The decision in the notorious Jackson case precluded the husband from compelling his wife to obey an order of the court for the restitution of conjugal rights. The persistent Feminist tendency of all case-law is illustrated by a decision of the House of Lords in 1894 in reference to the law of Scotland constituting desertion for four years a ground ipso facto for a divorce with the right of remarriage. Here divorce was refused to a man whose wife had left him for four years and taken her child with her. The Law Lords justified their own interpretation of the law on the ground that the man did not really want her to come back. But inasmuch as this plea can be started in every case where it cannot be proved that the husband had absolutely grovelled before his wife, imploring her to return, and possibly even then—since the sincerity even of this grovelling might conceivably be called in question—it is clear that the decision practically rendered this old Scottish law inoperative for the husband.

As regards the offence of bigamy, for which a man commonly receives a heavy sentence of penal servitude, I think I may venture to state, without risking contradiction, that no woman during recent years has been imprisoned for this offence.
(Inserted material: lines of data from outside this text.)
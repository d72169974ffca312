//! IMAP connection configuration.
//!
//! The library does no file I/O of its own: the host process builds an
//! [`ImapConfig`] however it likes (hand-written, or embedded in its own
//! TOML/JSON configuration via the serde derives) and hands it to
//! [`ImapClient::new`](crate::imap::ImapClient::new).

use serde::{Deserialize, Serialize};

/// Connection settings for a single IMAP account.
#[derive(Debug, Clone, Serialize, Deserialize)]
#[serde(default)]
pub struct ImapConfig {
    /// Server hostname (also used for TLS certificate verification).
    pub host: String,
    /// Server port. 993 for implicit TLS, 143 for STARTTLS or plaintext.
    pub port: u16,
    /// Account name for LOGIN.
    pub username: String,
    /// Password for LOGIN.
    pub password: String,
    /// Transport security mode. Chosen explicitly by the caller, never
    /// inferred from the port number.
    pub security: Security,
    /// Skip TLS certificate verification. Off by default; only useful
    /// against servers with self-signed certificates.
    pub accept_invalid_certs: bool,
}

/// Transport security mode for the IMAP connection.
#[derive(Debug, Clone, Copy, PartialEq, Eq, Serialize, Deserialize)]
#[serde(rename_all = "lowercase")]
pub enum Security {
    /// Implicit TLS from the first byte (usually port 993).
    Tls,
    /// Plaintext dial, then upgrade via the STARTTLS command.
    StartTls,
    /// No encryption at all. Testing only.
    Plain,
}

impl Default for ImapConfig {
    fn default() -> Self {
        Self {
            host: String::new(),
            port: 993,
            username: String::new(),
            password: String::new(),
            security: Security::Tls,
            accept_invalid_certs: false,
        }
    }
}

#[cfg(test)]
mod tests {
    use super::*;

    #[test]
    fn test_default_config() {
        let cfg = ImapConfig::default();
        assert_eq!(cfg.port, 993);
        assert_eq!(cfg.security, Security::Tls);
        assert!(!cfg.accept_invalid_certs);
    }

    #[test]
    fn test_partial_config_uses_defaults() {
        let partial = r#"
host = "imap.example.com"
username = "alice"
password = "secret"
"#;
        let cfg: ImapConfig = toml::from_str(partial).expect("parse partial");
        assert_eq!(cfg.host, "imap.example.com");
        assert_eq!(cfg.username, "alice");
        // Unspecified fields use defaults
        assert_eq!(cfg.port, 993);
        assert_eq!(cfg.security, Security::Tls);
        assert!(!cfg.accept_invalid_certs);
    }

    #[test]
    fn test_security_mode_names() {
        let cfg: ImapConfig = toml::from_str(
            r#"
host = "localhost"
port = 143
security = "starttls"
"#,
        )
        .expect("parse starttls");
        assert_eq!(cfg.security, Security::StartTls);

        let cfg: ImapConfig = toml::from_str(r#"security = "plain""#).expect("parse plain");
        assert_eq!(cfg.security, Security::Plain);
    }

    #[test]
    fn test_serialize_deserialize_roundtrip() {
        let cfg = ImapConfig {
            host: "imap.example.com".to_string(),
            port: 143,
            username: "alice".to_string(),
            password: "secret".to_string(),
            security: Security::StartTls,
            accept_invalid_certs: true,
        };
        let toml_str = toml::to_string(&cfg).expect("serialize");
        let parsed: ImapConfig = toml::from_str(&toml_str).expect("deserialize");
        assert_eq!(parsed.host, cfg.host);
        assert_eq!(parsed.port, cfg.port);
        assert_eq!(parsed.security, cfg.security);
        assert!(parsed.accept_invalid_certs);
    }
}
The statute law, while conferring distinct privileges upon married women as to the control of their property, and for trading separately and apart from their husbands, renders them exempt from the ordinary liabilities incurred by a male trader as regards proceedings under the Debtors Acts and the Bankruptcy Law. See Acts of 1822 (45 & 46 Vict. c. 75); 1893 (56 & 57 Vict. c. 63), and cases Scott v. Morley, 57 L.J.R.Q.B. 43. L.R. 20 Q.B.D. In re Hannah Lines exparte Lester C.A. (1893), 2. 2. B. 113.

In the case of Lady Bateman v. Faber and others reported in Chancery Appeal Cases (1898 Law Reports) the Master of the Rolls (Sir N. Lindley) is reported to have said: “The authorities showed that a married woman could not by hook or by crook—even by her own fraud—deprive herself of restraint upon anticipation. He would say nothing as to the policy of the law, but it had been affirmed by the Married Woman's Property Act” (the Act of 1882 above referred to) “and the result was that a married woman could play fast and loose to an extent to which no other person could.” (N.B.—Presumably a male person.)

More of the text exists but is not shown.